The purpose of the rubric will be for self-assessment of our teaching. I envisage teachers going through the rubric for a Principle and highlighting the descriptors they feel they are meeting, and using this to inform their target setting. It will also build into the coaching programme we are starting.
By the end of that session we had a starting rubric for most of the Principles. In a future session we shall come back to those, review them in departments, adjust and amend them, so that for the start of 2020 hopefully we have a complete (but not finalised) document.
Last week I published the 11th issue of our T&L Newsletter. You can find the issue here, and the full back catalogue here.
I have decided to continue to open up the world of Maths to my IB Higher Level class. They all did presentations last term on a topic of their choice, and I am planning on doing that again later in the year. But for now, I have also decided to do a Just For Fun lesson at the end of each unit.
As we are finishing of a unit on Trigonometry, I am going to talk to them about the etymology of the trig words, why it is called the CO-sine, and the tangent. And why secant is the reciprocal of cosine not sine (as much as students wish the first letters would match).
The next unit is on exponentials and logarithms, and I am planning on introducing them to fractals and Hausdorff dimensions. I have some other ideas for later units, but I am eager to hear suggestions too
I read Memorable Teaching by Peps Mccrea, which was excellent, and have written a short reflection here, with a sketch note.
I have used a couple of the tasks from mathsvenns.com this week when teaching quadratic functions. I have used them before, but kind of forgot about them, and they are just such an amazingly rich task. In trying to find the functions for each of the regions, students have to think deeply about the ideas. I want to build more of these into my lessons over the next few weeks and months to try to embed the practice of using them. Since I am now doing weekly quizzes with my classes, the need for the Last Lesson, Last Unit, Further Back starters has kind of diminished as they are getting regular retrieval in the quiz. So I am thinking that Venn diagram tasks could become a feature of my starters (on a previous topic so there is some retrieval going on, and time for the maturation of ideas to help in the process).

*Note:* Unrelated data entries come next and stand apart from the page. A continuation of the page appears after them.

//! [`SqliteStore`] — the SQLite implementation of [`GraphStore`].

use std::{path::Path, sync::Arc};

use rusqlite::OptionalExtension as _;
use tokio::sync::{Mutex, OwnedMutexGuard};
use tracing::debug;

use lineage_core::{
  edge::{Edge, EdgeKind, EdgeProps},
  entity::{Entity, EntityKind, Id, Node},
  store::{GraphSession, GraphStore, NodeQuery},
};

use crate::{
  Result,
  encode::{
    EDGE_COLUMNS, RawEdge, RawNode, encode_edge_props, encode_props, encode_query,
  },
  schema::SCHEMA,
};

// ─── Store ───────────────────────────────────────────────────────────────────

/// A family graph backed by a single SQLite file.
///
/// Cloning is cheap — the inner connection and session lock are
/// reference-counted, and every clone shares them.
#[derive(Clone)]
pub struct SqliteStore {
  conn: tokio_rusqlite::Connection,
  lock: Arc<Mutex<()>>,
}

impl SqliteStore {
  /// Open (or create) a store at `path` and run schema initialisation.
  pub async fn open(path: impl AsRef<Path>) -> Result<Self> {
    let conn = tokio_rusqlite::Connection::open(path).await?;
    Self::init(conn).await
  }

  /// Open an in-memory store — useful for testing.
  pub async fn open_in_memory() -> Result<Self> {
    let conn = tokio_rusqlite::Connection::open_in_memory().await?;
    Self::init(conn).await
  }

  async fn init(conn: tokio_rusqlite::Connection) -> Result<Self> {
    conn
      .call(|conn| {
        conn.execute_batch(SCHEMA)?;
        Ok(())
      })
      .await?;
    Ok(Self { conn, lock: Arc::new(Mutex::new(())) })
  }
}

impl GraphStore for SqliteStore {
  type Session = SqliteSession;

  async fn session(&self) -> lineage_core::Result<SqliteSession> {
    let guard = Arc::clone(&self.lock).lock_owned().await;
    Ok(SqliteSession { conn: self.conn.clone(), _guard: guard })
  }
}

// ─── Session ─────────────────────────────────────────────────────────────────

/// Exclusive access to a [`SqliteStore`]. Other callers wait in
/// [`GraphStore::session`] until this is dropped.
pub struct SqliteSession {
  conn:   tokio_rusqlite::Connection,
  _guard: OwnedMutexGuard<()>,
}

fn node_exists(
  conn: &rusqlite::Connection,
  kind: EntityKind,
  id: Id,
) -> rusqlite::Result<bool> {
  conn.query_row(
    "SELECT EXISTS(SELECT 1 FROM nodes WHERE kind = ?1 AND node_id = ?2)",
    rusqlite::params![kind.to_string(), id],
    |row| row.get(0),
  )
}

fn delete_incident_edges(
  conn: &rusqlite::Connection,
  kind: EntityKind,
  id: Id,
) -> rusqlite::Result<usize> {
  conn.execute(
    "DELETE FROM edges
     WHERE (from_kind = ?1 AND from_id = ?2)
        OR (to_kind = ?1 AND to_id = ?2)",
    rusqlite::params![kind.to_string(), id],
  )
}

impl SqliteSession {
  async fn fetch_node(&self, kind: EntityKind, id: Id) -> Result<Option<RawNode>> {
    let raw = self
      .conn
      .call(move |conn| {
        Ok(
          conn
            .query_row(
              "SELECT node_id, props_json FROM nodes WHERE kind = ?1 AND node_id = ?2",
              rusqlite::params![kind.to_string(), id],
              RawNode::from_row,
            )
            .optional()?,
        )
      })
      .await?;
    Ok(raw)
  }

  async fn insert_node<E: Entity>(&self, props: E) -> Result<Node<E>> {
    let props_json = encode_props(&props)?;
    let kind = E::KIND;

    let id: Id = self
      .conn
      .call(move |conn| {
        let tx = conn.transaction()?;
        let id: Id = tx.query_row(
          "INSERT INTO id_counters (kind, last_id) VALUES (?1, 1)
           ON CONFLICT(kind) DO UPDATE SET last_id = last_id + 1
           RETURNING last_id",
          rusqlite::params![kind.to_string()],
          |row| row.get(0),
        )?;
        tx.execute(
          "INSERT INTO nodes (kind, node_id, props_json) VALUES (?1, ?2, ?3)",
          rusqlite::params![kind.to_string(), id, props_json],
        )?;
        tx.commit()?;
        Ok(id)
      })
      .await?;

    debug!(%kind, id, "node inserted");
    Ok(Node { id, props })
  }

  async fn patch_node<E: Entity>(&self, id: Id, patch: E::Patch) -> Result<Node<E>> {
    let Some(raw) = self.fetch_node(E::KIND, id).await? else {
      return Err(lineage_core::Error::NotFound { kind: E::KIND, id }.into());
    };
    let mut node = raw.into_node::<E>()?;
    node.props.apply(patch);

    let props_json = encode_props(&node.props)?;
    let kind = E::KIND;
    self
      .conn
      .call(move |conn| {
        conn.execute(
          "UPDATE nodes SET props_json = ?3 WHERE kind = ?1 AND node_id = ?2",
          rusqlite::params![kind.to_string(), id, props_json],
        )?;
        Ok(())
      })
      .await?;
    Ok(node)
  }

  async fn remove_node(&self, kind: EntityKind, id: Id) -> Result<bool> {
    let (edges, nodes) = self
      .conn
      .call(move |conn| {
        let tx = conn.transaction()?;
        let edges = delete_incident_edges(&tx, kind, id)?;
        let nodes = tx.execute(
          "DELETE FROM nodes WHERE kind = ?1 AND node_id = ?2",
          rusqlite::params![kind.to_string(), id],
        )?;
        tx.commit()?;
        Ok((edges, nodes))
      })
      .await?;
    debug!(%kind, id, edges, "node removed");
    Ok(nodes > 0)
  }

  async fn query_nodes<E: Entity>(&self, query: &NodeQuery) -> Result<Vec<Node<E>>> {
    let (tail, params) = encode_query(&E::KIND.to_string(), query);
    let sql = format!("SELECT node_id, props_json FROM nodes {tail}");

    let raws: Vec<RawNode> = self
      .conn
      .call(move |conn| {
        let mut stmt = conn.prepare(&sql)?;
        let rows = stmt
          .query_map(rusqlite::params_from_iter(params), RawNode::from_row)?
          .collect::<rusqlite::Result<Vec<_>>>()?;
        Ok(rows)
      })
      .await?;

    raws.into_iter().map(RawNode::into_node).collect()
  }

  async fn node_exists(&self, kind: EntityKind, id: Id) -> Result<bool> {
    let exists = self
      .conn
      .call(move |conn| Ok(node_exists(conn, kind, id)?))
      .await?;
    Ok(exists)
  }

  /// Insert an edge after checking the structural invariants, all in one
  /// transaction.
  async fn insert_edge(
    &self,
    kind: EdgeKind,
    from: Id,
    to: Id,
    props: EdgeProps,
  ) -> Result<Edge> {
    let props_json = encode_edge_props(&props)?;

    let outcome: lineage_core::Result<Id> = self
      .conn
      .call(move |conn| {
        let tx = conn.transaction()?;

        for (end, id) in [(kind.source(), from), (kind.target(), to)] {
          if !node_exists(&tx, end, id)? {
            return Ok(Err(lineage_core::Error::EndpointNotFound { kind: end, id }));
          }
        }

        if from == to && !kind.allows_self_loop() {
          return Ok(Err(lineage_core::Error::SelfReference { kind, id: from }));
        }

        if let Some(rival) = kind.exclusive_with() {
          let taken: bool = tx.query_row(
            "SELECT EXISTS(
               SELECT 1 FROM edges WHERE kind = ?1 AND from_id = ?2 AND to_id = ?3
             )",
            rusqlite::params![rival.to_string(), from, to],
            |row| row.get(0),
          )?;
          if taken {
            return Ok(Err(lineage_core::Error::Conflict(format!(
              "{from} -> {to} already linked by {rival}"
            ))));
          }
        }

        tx.execute(
          "INSERT INTO edges (kind, from_kind, from_id, to_kind, to_id, props_json)
           VALUES (?1, ?2, ?3, ?4, ?5, ?6)",
          rusqlite::params![
            kind.to_string(),
            kind.source().to_string(),
            from,
            kind.target().to_string(),
            to,
            props_json,
          ],
        )?;
        let edge_id = tx.last_insert_rowid();
        tx.commit()?;
        Ok(Ok(edge_id))
      })
      .await?;

    let edge_id = outcome?;
    debug!(%kind, from, to, edge_id, "edge inserted");
    Ok(Edge { edge_id, kind, from, to, props })
  }

  async fn delete_edges(&self, kind: EdgeKind, from: Id, to: Id) -> Result<usize> {
    let removed = self
      .conn
      .call(move |conn| {
        Ok(conn.execute(
          "DELETE FROM edges WHERE kind = ?1 AND from_id = ?2 AND to_id = ?3",
          rusqlite::params![kind.to_string(), from, to],
        )?)
      })
      .await?;
    debug!(%kind, from, to, removed, "edges deleted");
    Ok(removed)
  }

  async fn replace_edge_props(&self, edge_id: Id, props: EdgeProps) -> Result<Option<Edge>> {
    let props_json = encode_edge_props(&props)?;
    let sql = format!("SELECT {EDGE_COLUMNS} FROM edges WHERE edge_id = ?1");

    let raw: Option<RawEdge> = self
      .conn
      .call(move |conn| {
        let tx = conn.transaction()?;
        tx.execute(
          "UPDATE edges SET props_json = ?2 WHERE edge_id = ?1",
          rusqlite::params![edge_id, props_json],
        )?;
        let raw = tx
          .query_row(&sql, rusqlite::params![edge_id], RawEdge::from_row)
          .optional()?;
        tx.commit()?;
        Ok(raw)
      })
      .await?;

    raw.map(RawEdge::into_edge).transpose()
  }

  /// Select edges of `kind`, optionally restricted to one endpoint column.
  async fn select_edges(
    &self,
    kind: EdgeKind,
    endpoint: Option<(&'static str, Id)>,
  ) -> Result<Vec<Edge>> {
    let raws: Vec<RawEdge> = self
      .conn
      .call(move |conn| {
        let rows = if let Some((column, id)) = endpoint {
          let mut stmt = conn.prepare(&format!(
            "SELECT {EDGE_COLUMNS} FROM edges
             WHERE kind = ?1 AND {column} = ?2
             ORDER BY edge_id"
          ))?;
          stmt
            .query_map(rusqlite::params![kind.to_string(), id], RawEdge::from_row)?
            .collect::<rusqlite::Result<Vec<_>>>()?
        } else {
          let mut stmt = conn.prepare(&format!(
            "SELECT {EDGE_COLUMNS} FROM edges WHERE kind = ?1 ORDER BY edge_id"
          ))?;
          stmt
            .query_map(rusqlite::params![kind.to_string()], RawEdge::from_row)?
            .collect::<rusqlite::Result<Vec<_>>>()?
        };
        Ok(rows)
      })
      .await?;

    raws.into_iter().map(RawEdge::into_edge).collect()
  }

  async fn cascade(&self, kind: EntityKind, id: Id) -> Result<usize> {
    let removed = self
      .conn
      .call(move |conn| Ok(delete_incident_edges(conn, kind, id)?))
      .await?;
    debug!(%kind, id, removed, "incident edges removed");
    Ok(removed)
  }
}

// ─── GraphSession impl ───────────────────────────────────────────────────────

impl GraphSession for SqliteSession {
  // ── Entity store ──────────────────────────────────────────────────────────

  async fn create<E: Entity>(&mut self, props: E) -> lineage_core::Result<Node<E>> {
    Ok(self.insert_node(props).await?)
  }

  async fn get<E: Entity>(&mut self, id: Id) -> lineage_core::Result<Option<Node<E>>> {
    let raw = self.fetch_node(E::KIND, id).await?;
    Ok(raw.map(RawNode::into_node::<E>).transpose()?)
  }

  async fn update<E: Entity>(
    &mut self,
    id: Id,
    patch: E::Patch,
  ) -> lineage_core::Result<Node<E>> {
    Ok(self.patch_node::<E>(id, patch).await?)
  }

  async fn delete<E: Entity>(&mut self, id: Id) -> lineage_core::Result<bool> {
    Ok(self.remove_node(E::KIND, id).await?)
  }

  async fn list<'a, E: Entity>(
    &'a mut self,
    query: &'a NodeQuery,
  ) -> lineage_core::Result<Vec<Node<E>>> {
    Ok(self.query_nodes::<E>(query).await?)
  }

  async fn exists(&mut self, kind: EntityKind, id: Id) -> lineage_core::Result<bool> {
    Ok(self.node_exists(kind, id).await?)
  }

  // ── Relationship store ────────────────────────────────────────────────────

  async fn link(
    &mut self,
    kind: EdgeKind,
    from: Id,
    to: Id,
    props: EdgeProps,
  ) -> lineage_core::Result<Edge> {
    Ok(self.insert_edge(kind, from, to, props).await?)
  }

  async fn unlink(&mut self, kind: EdgeKind, from: Id, to: Id) -> lineage_core::Result<usize> {
    Ok(self.delete_edges(kind, from, to).await?)
  }

  async fn update_edge(
    &mut self,
    edge_id: Id,
    props: EdgeProps,
  ) -> lineage_core::Result<Option<Edge>> {
    Ok(self.replace_edge_props(edge_id, props).await?)
  }

  async fn edges_from(&mut self, kind: EdgeKind, from: Id) -> lineage_core::Result<Vec<Edge>> {
    Ok(self.select_edges(kind, Some(("from_id", from))).await?)
  }

  async fn edges_to(&mut self, kind: EdgeKind, to: Id) -> lineage_core::Result<Vec<Edge>> {
    Ok(self.select_edges(kind, Some(("to_id", to))).await?)
  }

  async fn edges(&mut self, kind: EdgeKind) -> lineage_core::Result<Vec<Edge>> {
    Ok(self.select_edges(kind, None).await?)
  }

  async fn cascade_delete_for(
    &mut self,
    kind: EntityKind,
    id: Id,
  ) -> lineage_core::Result<usize> {
    Ok(self.cascade(kind, id).await?)
  }
}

I have started having 20 minute coaching style conversations with my colleagues about what they are aiming to achieve this year. They have been positively received so far, and it has been an interesting experience for me. I am also trying to set a time when I will catch up with them in a few weeks to see how things are going.
This comes from my delving into the world of coaching, but also thoughts about leadership. I want to have one-to-one conversations with all staff, and really listen to what they have to say. Hopefully this will be informative for the T&L Programme.